Rüdiger Wischenbart, Ahmed Al Amri and Nasser Jarrous shared the results of a report released late last month and supported by the Emirates Publishing Association and Sharjah International Book Fair (SIBF) called Book Publishing in the United Arab Emirates. It shows that almost all the books on shelves in the UAE are published elsewhere and suggests that opportunities to nurture local authors, publishers, literary agents and translators - as well as to help local youngsters fall in love with literature - must be grasped to turn the country into the sort of place where Faber and Penguin might one day have regional offices.

In many ways, as the report makes clear, this is already happening. Three annual events - the Sharjah International Book Fair, the Abu Dhabi Book Fair and the Emirates Festival of Literature - have become international names. Translation grants have been set up in recent years by the SIBF and by Abu Dhabi's cultural agency. The Sheikh Zayed Book Award has been celebrating local writers, translators and critics for six years and in the past three, a children's book festival and children's library have been set up in Sharjah. The UAE books industry is now estimated to be worth US$260 million (Dh955m) - three times as much per capita as Brazil, although smaller than a European country such as Austria - and new legislation is being developed to protect the copyright of digital books.

Although only 35 per cent of that industry is in Arabic, that sector is growing and the saturation of smartphones and tablets in the UAE is offering exciting new opportunities in the field of e-books. Shadi Hasan, the managing director of the Dubai-based start-up Rufoof, which sells e-books in Arabic, says that "as a Muslim Arab", he can't imagine setting up his headquarters anywhere but Dubai, where there is a "healthy environment to innovate".

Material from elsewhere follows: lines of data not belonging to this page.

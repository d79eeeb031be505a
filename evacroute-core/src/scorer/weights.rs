//! Relative importance of each ranking criterion.

use crate::normalise::Criteria;

use super::error::ScoreError;

/// Weights applied to normalised criteria to form a route's cost.
///
/// The defaults favour short, quick routes and give hazard exposure and
/// path complexity a smaller say.
#[derive(Debug, Clone, Copy, PartialEq)]
#[cfg_attr(feature = "serde", derive(serde::Serialize, serde::Deserialize))]
pub struct ScoreWeights {
    /// Weight of normalised distance.
    pub distance: f64,
    /// Weight of normalised duration.
    pub duration: f64,
    /// Weight of normalised risk.
    pub risk: f64,
    /// Weight of normalised turn count.
    pub turns: f64,
}

impl Default for ScoreWeights {
    fn default() -> Self {
        Self {
            distance: 0.4,
            duration: 0.4,
            risk: 0.15,
            turns: 0.05,
        }
    }
}

impl ScoreWeights {
    /// Check that the weights are finite, non-negative and not all zero.
    ///
    /// # Errors
    ///
    /// Returns [`ScoreError::InvalidWeights`] naming the violated constraint.
    #[expect(
        clippy::float_arithmetic,
        reason = "the total weight is a float sum"
    )]
    pub fn validate(&self) -> Result<(), ScoreError> {
        let weights = [self.distance, self.duration, self.risk, self.turns];
        if weights.iter().any(|weight| !weight.is_finite()) {
            return Err(ScoreError::InvalidWeights {
                reason: "weights must be finite",
            });
        }
        if weights.iter().any(|weight| *weight < 0.0) {
            return Err(ScoreError::InvalidWeights {
                reason: "weights must not be negative",
            });
        }
        if weights.iter().sum::<f64>() <= 0.0 {
            return Err(ScoreError::InvalidWeights {
                reason: "at least one weight must be positive",
            });
        }
        Ok(())
    }

    /// Weighted sum of normalised criteria. Lower is better.
    ///
    /// # Examples
    /// ```
    /// use evacroute_core::{Criteria, ScoreWeights};
    ///
    /// let worst = Criteria { distance: 1.0, duration: 1.0, risk: 1.0, turns: 1.0 };
    /// assert!((ScoreWeights::default().cost(&worst) - 1.0).abs() < 1e-12);
    /// ```
    #[expect(
        clippy::float_arithmetic,
        reason = "weighted cost is a float dot product"
    )]
    #[must_use]
    pub fn cost(&self, normalised: &Criteria) -> f64 {
        self.distance * normalised.distance
            + self.duration * normalised.duration
            + self.risk * normalised.risk
            + self.turns * normalised.turns
    }
}
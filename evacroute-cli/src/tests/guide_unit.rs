//! Unit tests for the guide command.

use super::helpers::{utf8_root, write_utf8};
use super::*;
use crate::guide::{GuideArgs, NO_INSTRUCTION_MESSAGE, parse_position, prompts_along, run_guide_with};
use camino::Utf8PathBuf;
use clap::Parser;
use evacroute_core::test_support::FixedHazardAnalyzer;
use evacroute_core::{Candidate, Instruction, RouteScorer};
use geo::Coord;
use rstest::{fixture, rstest};
use tempfile::TempDir;

/// East, then north, ending at the safe zone.
fn ridge_path() -> Vec<Coord<f64>> {
    vec![
        Coord { x: 0.0, y: 0.0 },
        Coord { x: 0.001, y: 0.0 },
        Coord { x: 0.001, y: 0.001 },
    ]
}

/// A ranking saved the way `evaluate --format json` writes it.
#[fixture]
fn saved_ranking() -> (TempDir, Utf8PathBuf) {
    let tmp = TempDir::new().expect("tempdir");
    let path = utf8_root(&tmp).join("ranking.json");
    let straight_end = Coord { x: 0.0, y: 0.002 };
    let candidates = vec![
        Candidate::new("Ridge", Coord { x: 0.001, y: 0.001 }, ridge_path(), 220.0, 160.0),
        Candidate::new(
            "Plaza",
            straight_end,
            vec![Coord { x: 0.0, y: 0.0 }, straight_end],
            900.0,
            700.0,
        ),
    ];
    let ranking = RouteScorer::new(FixedHazardAnalyzer::clear())
        .evaluate(Coord { x: 0.0, y: 0.0 }, candidates, &[])
        .expect("scoring succeeds");
    let json = serde_json::to_string_pretty(&ranking).expect("ranking serialises");
    write_utf8(&path, json.as_bytes());
    (tmp, path)
}

fn guide_args(ranking: Utf8PathBuf, rank: u16, positions: Vec<Coord<f64>>) -> GuideArgs {
    GuideArgs {
        ranking,
        rank,
        positions,
    }
}

fn run_to_string(args: &GuideArgs) -> Result<String, CliError> {
    let mut stdout = Vec::new();
    run_guide_with(args, &mut stdout)?;
    Ok(String::from_utf8(stdout).expect("stdout utf-8"))
}

#[rstest]
#[case::southern_hemisphere("-0.314,-78.445", Coord { x: -78.445, y: -0.314 })]
#[case::padded(" 12.5 , 3 ", Coord { x: 3.0, y: 12.5 })]
fn parses_lat_lon_pairs(#[case] raw: &str, #[case] expected: Coord<f64>) {
    assert_eq!(parse_position(raw), Ok(expected));
}

#[rstest]
#[case::no_comma("-0.314")]
#[case::not_a_number("north,-78.445")]
#[case::latitude_out_of_range("91,0")]
#[case::longitude_out_of_range("0,-181")]
fn rejects_malformed_positions(#[case] raw: &str) {
    assert!(parse_position(raw).is_err(), "{raw:?} should be rejected");
}

#[rstest]
fn parses_repeated_negative_positions() {
    let cli = Cli::try_parse_from([
        "evacroute",
        "guide",
        "--ranking",
        "ranking.json",
        "--position",
        "-0.314,-78.445",
        "--position",
        "-0.313,-78.444",
    ])
    .expect("arguments parse");

    let Command::Guide(args) = cli.command else {
        panic!("expected the guide command");
    };
    assert_eq!(args.rank, 1);
    assert_eq!(
        args.positions,
        [Coord { x: -78.445, y: -0.314 }, Coord { x: -78.444, y: -0.313 }]
    );
}

#[rstest]
fn rejects_rank_zero() {
    let result = Cli::try_parse_from([
        "evacroute",
        "guide",
        "--ranking",
        "ranking.json",
        "--rank",
        "0",
        "--position",
        "0,0",
    ]);
    assert!(result.is_err());
}

#[rstest]
fn drops_repeated_prompts() {
    let start = Coord { x: 0.0, y: 0.0 };
    let end = Coord { x: 0.001, y: 0.001 };
    assert_eq!(
        prompts_along(&ridge_path(), &[start, start, end, end]),
        [Instruction::TurnLeft, Instruction::Arrived]
    );
}

#[rstest]
fn guides_along_the_best_route(saved_ranking: (TempDir, Utf8PathBuf)) {
    let (_tmp, path) = saved_ranking;
    let args = guide_args(
        path,
        1,
        vec![
            Coord { x: 0.0, y: 0.0 },
            Coord { x: 0.0, y: 0.0 },
            Coord { x: 0.001, y: 0.001 },
        ],
    );

    let output = run_to_string(&args).expect("guide succeeds");

    assert_eq!(
        output,
        "Route to Ridge\nTurn left\nYou have arrived at the safe zone\n"
    );
}

#[rstest]
fn reports_positions_without_a_prompt(saved_ranking: (TempDir, Utf8PathBuf)) {
    let (_tmp, path) = saved_ranking;
    // Plaza is a single segment, so a walker short of its end gets no prompt.
    let args = guide_args(path, 2, vec![Coord { x: 0.0, y: 0.0005 }]);

    let output = run_to_string(&args).expect("guide succeeds");

    assert_eq!(output, format!("Route to Plaza\n{NO_INSTRUCTION_MESSAGE}\n"));
}

#[rstest]
fn rejects_ranks_past_the_end(saved_ranking: (TempDir, Utf8PathBuf)) {
    let (_tmp, path) = saved_ranking;
    let args = guide_args(path, 3, vec![Coord { x: 0.0, y: 0.0 }]);

    let err = run_to_string(&args).expect_err("rank 3 is out of range");

    assert!(
        matches!(err, CliError::RankOutOfRange { rank: 3, available: 2 }),
        "unexpected error: {err:?}"
    );
}

#[rstest]
fn rejects_files_that_are_not_rankings() {
    let tmp = TempDir::new().expect("tempdir");
    let path = utf8_root(&tmp).join("zones.geojson");
    write_utf8(&path, br#"{ "type": "FeatureCollection", "features": [] }"#);
    let args = guide_args(path, 1, vec![Coord { x: 0.0, y: 0.0 }]);

    let err = run_to_string(&args).expect_err("not a ranking");

    assert!(
        matches!(err, CliError::ParseRanking { .. }),
        "unexpected error: {err:?}"
    );
}

#[rstest]
fn reports_missing_ranking_files() {
    let tmp = TempDir::new().expect("tempdir");
    let args = guide_args(
        utf8_root(&tmp).join("absent.json"),
        1,
        vec![Coord { x: 0.0, y: 0.0 }],
    );

    let err = run_to_string(&args).expect_err("file is missing");

    assert!(
        matches!(err, CliError::ReadRanking { .. }),
        "unexpected error: {err:?}"
    );
}
impl HttpRouteProvider {
    /// Create a provider for `base_url` with default settings.
    ///
    /// # Errors
    ///
    /// Returns an error if the HTTP client or Tokio runtime fails to build.
    pub fn new(base_url: impl Into<String>) -> Result<Self, ProviderBuildError> {
        Self::with_config(HttpRouteProviderConfig::new(base_url))
    }

    /// Create a provider with explicit configuration.
    ///
    /// # Errors
    ///
    /// Returns an error if the HTTP client or Tokio runtime fails to build.
    pub fn with_config(config: HttpRouteProviderConfig) -> Result<Self, ProviderBuildError> {
        let client = Client::builder()
            .user_agent(&config.user_agent)
            .connect_timeout(config.timeout)
            .timeout(config.timeout)
            .build()
            .map_err(ProviderBuildError::HttpClient)?;
        let runtime = tokio::runtime::Builder::new_current_thread()
            .enable_all()
            .build()
            .map_err(ProviderBuildError::Runtime)?;
        Ok(Self {
            client,
            config,
            runtime,
        })
    }

    /// Configuration in use.
    #[must_use]
    pub const fn config(&self) -> &HttpRouteProviderConfig {
        &self.config
    }

    /// Build the directions URL: `{base_url}/v2/directions/{profile}/geojson`.
    fn directions_url(&self) -> String {
        format!(
            "{}/v2/directions/{}/geojson",
            self.config.base_url.trim_end_matches('/'),
            self.config.profile
        )
    }

    /// Fetch one route asynchronously.
    async fn fetch_route_async(
        &self,
        origin: Coord<f64>,
        destination: Coord<f64>,
    ) -> Result<RoutedPath, RoutingError> {
        let url = self.directions_url();
        let mut request = self
            .client
            .post(&url)
            .json(&DirectionsRequest::between(origin, destination));
        if let Some(key) = &self.config.api_key {
            request = request.header(AUTHORIZATION, key);
        }

        let response = request
            .send()
            .await
            .map_err(|err| self.convert_reqwest_error(&err, &url))?;
        let status = response.status();
        let body = response
            .text()
            .await
            .map_err(|err| self.convert_reqwest_error(&err, &url))?;

        if !status.is_success() {
            return Err(convert_error_body(&url, status.as_u16(), &body));
        }

        let directions: DirectionsResponse =
            serde_json::from_str(&body).map_err(|err| RoutingError::ParseError {
                message: err.to_string(),
            })?;
        convert_response(directions)
    }

    /// Fetch routes to every destination with bounded concurrency.
    async fn fetch_routes_async(
        &self,
        origin: Coord<f64>,
        destinations: &[Coord<f64>],
    ) -> Vec<Result<RoutedPath, RoutingError>> {
        stream::iter(destinations.iter().copied())
            .map(|destination| self.fetch_route_async(origin, destination))
            .buffered(self.config.concurrency.max(1))
            .collect()
            .await
    }

    /// Convert a reqwest error to a `RoutingError`.
    fn convert_reqwest_error(&self, error: &reqwest::Error, url: &str) -> RoutingError {
        if error.is_timeout() {
            return RoutingError::Timeout {
                url: url.to_owned(),
                timeout_secs: self.config.timeout.as_secs(),
            };
        }

        if let Some(status) = error.status() {
            return RoutingError::HttpError {
                url: url.to_owned(),
                status: status.as_u16(),
                message: error.to_string(),
            };
        }

        RoutingError::NetworkError {
            url: url.to_owned(),
            message: error.to_string(),
        }
    }

    /// Drive `future` to completion from synchronous code.
    fn block_on<F: Future>(&self, future: F) -> F::Output {
        match Handle::try_current() {
            Ok(handle) if handle.runtime_flavor() == RuntimeFlavor::MultiThread => {
                tokio::task::block_in_place(|| handle.block_on(future))
            }
            // No runtime detected, or current_thread runtime: use our own runtime.
            _ => self.runtime.block_on(future),
        }
    }
}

Dubai's tax-free media zone is open to publishers and is home to many newspapers and magazines, but literary companies have stayed away. The SIBF's plans for a special book-publishing free zone in Sharjah have stalled, but Wischenbart says that it is exactly what is needed. "I think you must create heaven," he says. "Imagine that you have in such a free zone a dozen big and small international and Arabic publishing companies in one building in Dubai or Sharjah or Abu Dhabi. Over lunch they will start talking to each other; they will know who is publishing the other. That can create momentum."

There are problems though. An unpublished study cited in the new report finds that young people in the UAE are much less enthusiastic than those in China, India and South Korea when it comes to reading and learning - something that Wischenbart attributes to the youngsters in those countries having a stronger drive to secure a good career and feeling more in charge of their own lives. Add to this the fact that broadcast and print media tend to neglect books and the lack of literary agents in the country, and the result is that it's not easy for an emerging author in the UAE to break out.

The lack of infrastructure isn't surprising, as publishing in the UAE only really started a decade ago, but it's essential, the report concludes, if the country wants to become a major player on the world publishing stage.

Censorship isn't addressed in the report and only a few paragraphs are devoted to the threat of piracy - it says the UAE is "not seen as a major harbour". That was a missed opportunity, according to M Lynx Qualey, the Cairo-based author of the influential blog Arabic Literature (in English).

She says: "The report's main weakness is that it thinks too little about how the literary landscape is changing. Piracy is not just something to be fended off." Those who read pirated books, she says, "aren't stealing gold or jewels - they're claiming knowledge and art" and that "there needs to be a better way than pricing this knowledge out of the range of most readers and then treating them as enemies".